La CO2 derivante dai consumi energetici raggiunge il picco più alto di sempre: 36,8 Gt, 0,9% in più del livello del 2021. Nei sette anni che separano il 2022 dallo storico Accordo di Parigi, la CO2 è sempre cresciuta, eccetto nell’anno del lockdown (2020, -5%) e nel 2019, in cui è diminuita di un’inezia.

Bisogna riconoscere la forza dei dati e concludere che l’accordo non sta funzionando. Non solo i paesi non assumono target in linea con quanto richiesto da Unfccc e Ipcc, ma non rispettano nemmeno quanto dichiarano.

Gli obiettivi dei paesi non sono coerenti con le dichiarazioni generali; le emissioni effettive non lo sono con gli obiettivi

Net zero emissions – che i paesi affermano retoricamente di voler conseguire – implicherebbe una riduzione delle emissioni del 45% nel 2030 rispetto al 2010. E tuttavia i nuovi target di Sharm el-Sheikh implicano +10,6% al 2030 rispetto al 2010: ma le emissioni sono già aumentate dell’11,9%.  

Si assiste, dunque, a una doppia contraddizione: gli obiettivi dei paesi non sono coerenti con le dichiarazioni generali, e le emissioni effettive non lo sono con gli obiettivi dichiarati. Insomma, una finzione retorica messa a nudo dalla trasparenza dei numeri.

Occorre chiedersi, a questo punto, perché le emissioni aumentino. Nel suo recente report, la IEA offre una spiegazione limpida e tecnica delle cause della crescita della CO2 nel 2022. Essa è aumentata perché:

  • sono cresciute le emissioni da petrolio (+268 Mt CO2), principalmente in seguito alla ripresa del traffico aereo.
  • le emissioni da carbone, indotte dal processo di sostituzione del gas causato dalla crisi ucraina (-118 Mt CO2), crescono (+243 Mt CO2) e raggiungono il record di sempre (15,5 Gt CO2).
  • gli eventi estremi, indotti dallo stesso cambiamento climatico, fanno crescere la domanda da riscaldamento e da raffrescamento.
  • La manutenzione e la dismissione di un certo numero di centrali nucleari riducono il contributo di questa fonte alla decarbonizzazione (50 Mt CO2).

Un afflato teso a vedere il bicchiere mezzo pieno

È interessante osservare come il settore nel quale le emissioni crescono di più sia la generazione di elettricità e calore (+ 261 Mt CO2), ovvero proprio il comparto in cui più forte è la penetrazione delle rinnovabili.

E infatti l’Agenzia di Parigi, in un afflato teso a vedere il bicchiere mezzo pieno, evidenzia come sia stata proprio l’espansione delle rinnovabili – che ha contribuito al 90% della crescita della generazione elettrica nel 2022 – a contrastare la spinta al rialzo causata dal carbone.

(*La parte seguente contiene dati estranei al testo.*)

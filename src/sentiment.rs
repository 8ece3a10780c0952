//! Sentiment labeling over the four rating columns. Writes a `media` mean and
//! a `sentimento_estrelas` label back into each row.

use anyhow::Result;
use indicatif::ProgressBar;
use rusqlite::Connection;
use tracing::info;

use crate::db;

pub struct SentimentStats {
    pub rows: usize,
    pub positive: usize,
    pub neutral: usize,
    pub negative: usize,
}

pub fn run(conn: &Connection) -> Result<SentimentStats> {
    db::add_column_if_absent(conn, "media", "REAL")?;
    db::add_column_if_absent(conn, "sentimento_estrelas", "TEXT")?;

    let rows = db::fetch_ratings(conn)?;
    let pb = ProgressBar::new(rows.len() as u64);

    let mut stats = SentimentStats {
        rows: rows.len(),
        positive: 0,
        neutral: 0,
        negative: 0,
    };
    let mut updates = Vec::with_capacity(rows.len());
    for row in &rows {
        let media = mean(&row.grades);
        let label = categorize(media);
        match label {
            "Positivo" => stats.positive += 1,
            "Neutro" => stats.neutral += 1,
            _ => stats.negative += 1,
        }
        updates.push((row.id, media, label));
        pb.inc(1);
    }
    db::update_sentiment(conn, &updates)?;
    pb.finish_and_clear();

    info!(
        "Labeled {} rows ({} positive, {} neutral, {} negative)",
        stats.rows, stats.positive, stats.neutral, stats.negative
    );
    Ok(stats)
}

/// Row mean over the ratings that are present; None when none are numeric.
fn mean(values: &[Option<f64>; 4]) -> Option<f64> {
    let present: Vec<f64> = values.iter().flatten().copied().collect();
    if present.is_empty() {
        None
    } else {
        Some(present.iter().sum::<f64>() / present.len() as f64)
    }
}

/// mean >= 4.5 positive, 3.0 <= mean < 4.5 neutral, else negative. A row
/// with no numeric rating falls through to negative.
fn categorize(media: Option<f64>) -> &'static str {
    match media {
        Some(m) if m >= 4.5 => "Positivo",
        Some(m) if m >= 3.0 => "Neutro",
        _ => "Negativo",
    }
}

// ── Tests ──

#[cfg(test)]
mod tests {
    use super::*;

    #[test]
    fn categorize_thresholds() {
        assert_eq!(categorize(Some(5.0)), "Positivo");
        assert_eq!(categorize(Some(4.5)), "Positivo");
        assert_eq!(categorize(Some(4.49)), "Neutro");
        assert_eq!(categorize(Some(3.0)), "Neutro");
        assert_eq!(categorize(Some(2.99)), "Negativo");
        assert_eq!(categorize(Some(0.0)), "Negativo");
        assert_eq!(categorize(None), "Negativo");
    }

    #[test]
    fn mean_ignores_missing() {
        assert_eq!(mean(&[Some(5.0), None, Some(3.0), None]), Some(4.0));
        assert_eq!(mean(&[None, None, None, None]), None);
        assert_eq!(mean(&[Some(2.0), Some(2.0), Some(2.0), Some(2.0)]), Some(2.0));
    }

    #[test]
    fn run_writes_labels() {
        let conn = Connection::open_in_memory().unwrap();
        db::reset_schema(&conn).unwrap();
        conn.execute(
            "INSERT INTO items (title, custo_beneficio, facilidade_uso, funcionalidades, suporte_cliente)
             VALUES ('good', 5, 5, 5, 4), ('bad', 1, 1, 2, 2)",
            [],
        )
        .unwrap();

        let stats = run(&conn).unwrap();
        assert_eq!(stats.rows, 2);
        assert_eq!(stats.positive, 1);
        assert_eq!(stats.negative, 1);

        let (media, label): (f64, String) = conn
            .query_row(
                "SELECT media, sentimento_estrelas FROM items WHERE title = 'good'",
                [],
                |r| Ok((r.get(0)?, r.get(1)?)),
            )
            .unwrap();
        assert_eq!(media, 4.75);
        assert_eq!(label, "Positivo");
    }

    #[test]
    fn run_is_rerunnable() {
        let conn = Connection::open_in_memory().unwrap();
        db::reset_schema(&conn).unwrap();
        conn.execute("INSERT INTO items (title) VALUES ('empty')", [])
            .unwrap();
        run(&conn).unwrap();
        let stats = run(&conn).unwrap();
        // Ratings default to 0, so the mean is 0.0, not NULL.
        assert_eq!(stats.negative, 1);
        let media: f64 = conn
            .query_row("SELECT media FROM items", [], |r| r.get(0))
            .unwrap();
        assert_eq!(media, 0.0);
    }
}
use std::time::Duration;

use anyhow::{bail, Context, Result};
use indicatif::{ProgressBar, ProgressStyle};
use rusqlite::Connection;
use tracing::{info, warn};
use url::Url;

use crate::extract;
use crate::pipeline;

/// Fixed outbound User-Agent; the listing blocks obvious automated clients.
const USER_AGENT: &str = "Mozilla/5.0 (Windows NT 10.0; Win64; x64) \
     AppleWebKit/537.36 (KHTML, like Gecko) \
     Chrome/58.0.3029.110 \
     Safari/537.3";

pub struct CrawlOptions {
    /// Hard cap on fetched pages; guards against self-referential pagination.
    pub max_pages: usize,
    /// Politeness delay between successive fetches.
    pub delay: Duration,
}

/// Crawl stats returned after completion.
pub struct CrawlStats {
    pub pages: usize,
    pub stored: usize,
    pub skipped: usize,
}

/// Walk the review listing page by page, storing every extracted review as it
/// is produced. One fetch in flight at a time; page N+1 is never fetched
/// before all of page N's records are stored. A fetch failure or a
/// persistence failure aborts the remaining pagination; rows already
/// committed stay in the store.
pub async fn crawl(conn: &Connection, seed_url: &str, opts: &CrawlOptions) -> Result<CrawlStats> {
    let client = reqwest::Client::builder().user_agent(USER_AGENT).build()?;
    let mut current = Url::parse(seed_url).context("invalid seed URL")?;

    let pb = ProgressBar::new_spinner();
    pb.set_style(ProgressStyle::default_spinner().template("{spinner:.green} {msg}")?);

    let mut stats = CrawlStats {
        pages: 0,
        stored: 0,
        skipped: 0,
    };

    loop {
        if stats.pages >= opts.max_pages {
            warn!("Reached max page cap ({}), stopping crawl", opts.max_pages);
            break;
        }
        if stats.pages > 0 {
            tokio::time::sleep(opts.delay).await;
        }
        pb.set_message(format!("page {}: {}", stats.pages + 1, current));

        let response = client
            .get(current.clone())
            .send()
            .await
            .with_context(|| format!("fetch failed for {}", current))?;
        let status = response.status();
        if !status.is_success() {
            bail!("fetch failed for {}: HTTP {}", current, status);
        }
        let body = response.text().await?;

        let page = extract::extract_page(&body);
        stats.pages += 1;
        stats.skipped += page.skipped;
        for raw in &page.reviews {
            pipeline::store(conn, raw)?;
            stats.stored += 1;
        }
        info!(
            "Page {}: {} reviews stored ({} skipped)",
            stats.pages,
            page.reviews.len(),
            page.skipped
        );

        match page.next_page {
            Some(href) => {
                current = current
                    .join(&href)
                    .with_context(|| format!("bad next-page link '{}'", href))?;
            }
            None => break,
        }
    }

    pb.finish_and_clear();
    Ok(stats)
}
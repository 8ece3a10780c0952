use std::collections::BTreeMap;
use std::sync::LazyLock;

use anyhow::{anyhow, Result};
use scraper::{ElementRef, Html, Selector};
use tracing::warn;

static REVIEW_SEL: LazyLock<Selector> =
    LazyLock::new(|| Selector::parse("div.review").unwrap());
static TITLE_SEL: LazyLock<Selector> = LazyLock::new(|| Selector::parse("h3").unwrap());
static REVIEWER_SEL: LazyLock<Selector> =
    LazyLock::new(|| Selector::parse("p.reviewer").unwrap());
static ROLE_SPAN_SEL: LazyLock<Selector> =
    LazyLock::new(|| Selector::parse("div.flex.gg-1 span").unwrap());
static PUBLISHED_SEL: LazyLock<Selector> =
    LazyLock::new(|| Selector::parse("p.published").unwrap());
static GRADE_ROW_SEL: LazyLock<Selector> =
    LazyLock::new(|| Selector::parse("div.grades > div").unwrap());
static GRADE_LABEL_SEL: LazyLock<Selector> = LazyLock::new(|| Selector::parse("p").unwrap());
static GRADE_BAR_SEL: LazyLock<Selector> =
    LazyLock::new(|| Selector::parse("div.star.starsize-16 > div").unwrap());
static QUESTION_SEL: LazyLock<Selector> =
    LazyLock::new(|| Selector::parse("div.answers h4").unwrap());
static NEXT_PAGE_SEL: LazyLock<Selector> =
    LazyLock::new(|| Selector::parse("a.next_page").unwrap());

/// One review's data as extracted from a page, pre-normalization.
///
/// Scalar fields carry sentinel text ("No title", "No name", ...) when the
/// source element is absent. `grades` and `answers` keys are whatever text
/// the page contains; mapping known keys to columns happens in the pipeline.
#[derive(Debug, Clone)]
pub struct RawReview {
    pub title: String,
    pub reviewer_name: String,
    pub reviewer_position: String,
    pub reviewer_company: String,
    pub published: String,
    pub grades: BTreeMap<String, String>,
    pub answers: BTreeMap<String, String>,
}

/// Everything pulled from a single fetched page.
pub struct PageExtract {
    pub reviews: Vec<RawReview>,
    pub skipped: usize,
    pub next_page: Option<String>,
}

/// Extract every review block and the next-page href from a page body.
///
/// A review block with a malformed rating row (no label, or no width style)
/// is skipped with a warning rather than aborting the page. The document is
/// never mutated.
pub fn extract_page(body: &str) -> PageExtract {
    let doc = Html::parse_document(body);

    let mut reviews = Vec::new();
    let mut skipped = 0usize;
    for container in doc.select(&REVIEW_SEL) {
        match extract_review(container) {
            Ok(review) => reviews.push(review),
            Err(e) => {
                warn!("Skipping malformed review block: {}", e);
                skipped += 1;
            }
        }
    }

    let next_page = doc
        .select(&NEXT_PAGE_SEL)
        .next()
        .and_then(|a| a.value().attr("href"))
        .map(str::to_string);

    PageExtract {
        reviews,
        skipped,
        next_page,
    }
}

fn extract_review(container: ElementRef) -> Result<RawReview> {
    let title = first_text(container, &TITLE_SEL).unwrap_or_else(|| "No title".to_string());
    let reviewer_name =
        first_text(container, &REVIEWER_SEL).unwrap_or_else(|| "No name".to_string());

    let mut spans = container.select(&ROLE_SPAN_SEL);
    let reviewer_position = spans
        .next()
        .map(element_text)
        .filter(|t| !t.is_empty())
        .unwrap_or_else(|| "No position".to_string());
    let reviewer_company = spans
        .next()
        .map(element_text)
        .filter(|t| !t.is_empty())
        .unwrap_or_else(|| "No company".to_string());

    let published =
        first_text(container, &PUBLISHED_SEL).unwrap_or_else(|| "No date".to_string());

    let mut grades = BTreeMap::new();
    for row in container.select(&GRADE_ROW_SEL) {
        let label = first_text(row, &GRADE_LABEL_SEL)
            .ok_or_else(|| anyhow!("rating row without a category label"))?;
        let width = row
            .select(&GRADE_BAR_SEL)
            .next()
            .and_then(|bar| bar.value().attr("style"))
            .ok_or_else(|| anyhow!("rating row '{}' without a width style", label))?;
        grades.insert(label, width.trim().to_string());
    }

    let mut answers = BTreeMap::new();
    for heading in container.select(&QUESTION_SEL) {
        let question = element_text(heading);
        if question.is_empty() {
            continue;
        }
        // Answer is the first following p.answer sibling; absent -> sentinel.
        let answer = heading
            .next_siblings()
            .filter_map(ElementRef::wrap)
            .find(is_answer_element)
            .map(element_text)
            .unwrap_or_else(|| "No answer".to_string());
        answers.insert(question, answer);
    }

    Ok(RawReview {
        title,
        reviewer_name,
        reviewer_position,
        reviewer_company,
        published,
        grades,
        answers,
    })
}

fn first_text(el: ElementRef, sel: &Selector) -> Option<String> {
    el.select(sel)
        .next()
        .map(element_text)
        .filter(|t| !t.is_empty())
}

fn element_text(el: ElementRef) -> String {
    el.text().collect::<String>().trim().to_string()
}

fn is_answer_element(el: &ElementRef) -> bool {
    el.value().name() == "p" && el.value().classes().any(|c| c == "answer")
}

// ── Tests ──
//! Pure field-normalization transforms applied between extraction and storage.

/// Characters surrounding the numeric part of a CSS width value, e.g.
/// `"width:80%;"`. Trimmed from both ends before parsing.
const WIDTH_CHARS: &[char] = &['w', 'i', 'd', 't', 'h', ':', ';', ' ', '%'];

const PUBLISHED_PREFIX: &str = "Published on ";

/// Convert a rating-bar width string like `"width:80%;"` into a star count.
///
/// The percentage is scaled to a 0-5 range and rounded half away from zero,
/// then clamped so the result is always in `[0, 5]`. Anything that does not
/// parse as a number yields 0, never an error.
pub fn percentage_to_stars(raw: &str) -> i64 {
    let digits = raw.trim_matches(|c: char| WIDTH_CHARS.contains(&c));
    match digits.parse::<f64>() {
        Ok(pct) => ((pct / 100.0 * 5.0).round() as i64).clamp(0, 5),
        Err(_) => 0,
    }
}

/// Split a "Published on <date>, <time>" string into its date and time parts.
///
/// The split is on the first `", "`; when the separator is absent the
/// sentinel pair `("No date", "No time")` is returned.
pub fn split_published(raw: &str) -> (String, String) {
    let rest = raw.strip_prefix(PUBLISHED_PREFIX).unwrap_or(raw);
    match rest.split_once(", ") {
        Some((date, time)) => (date.to_string(), time.to_string()),
        None => ("No date".to_string(), "No time".to_string()),
    }
}

/// Strip the site's literal lowercase "na " prefix from a company string.
///
/// Only the exact lowercase prefix is matched; mixed-case strings come back
/// trimmed but otherwise untouched.
pub fn clean_company(raw: &str) -> String {
    let trimmed = raw.trim();
    match trimmed.strip_prefix("na ") {
        Some(rest) => rest.to_string(),
        None => trimmed.to_string(),
    }
}

// ── Tests ──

Un dato di grande interesse è quello relativo ai bunkeraggi, ovvero i trasporti internazionali aerei e marittimi, che rappresentano la terza causa di aumento delle emissioni.

Si tratta di un settore non decarbonizzabile, oggi, con la tradizionale ricetta dell’elettrificazione. Diventa dunque prioritario indirizzare verso di esso investimenti di ricerca tesi all’introduzione di nuovi combustibili low carbon, efuel e/o biofuel.

Altro aspetto interessante è quello concernente il dove. Più di tutto le emissioni crescono nel Nord America (temperature estreme) e nell’area asiatica (espansione carbone), ma non in Cina, dove diminuiscono lievemente.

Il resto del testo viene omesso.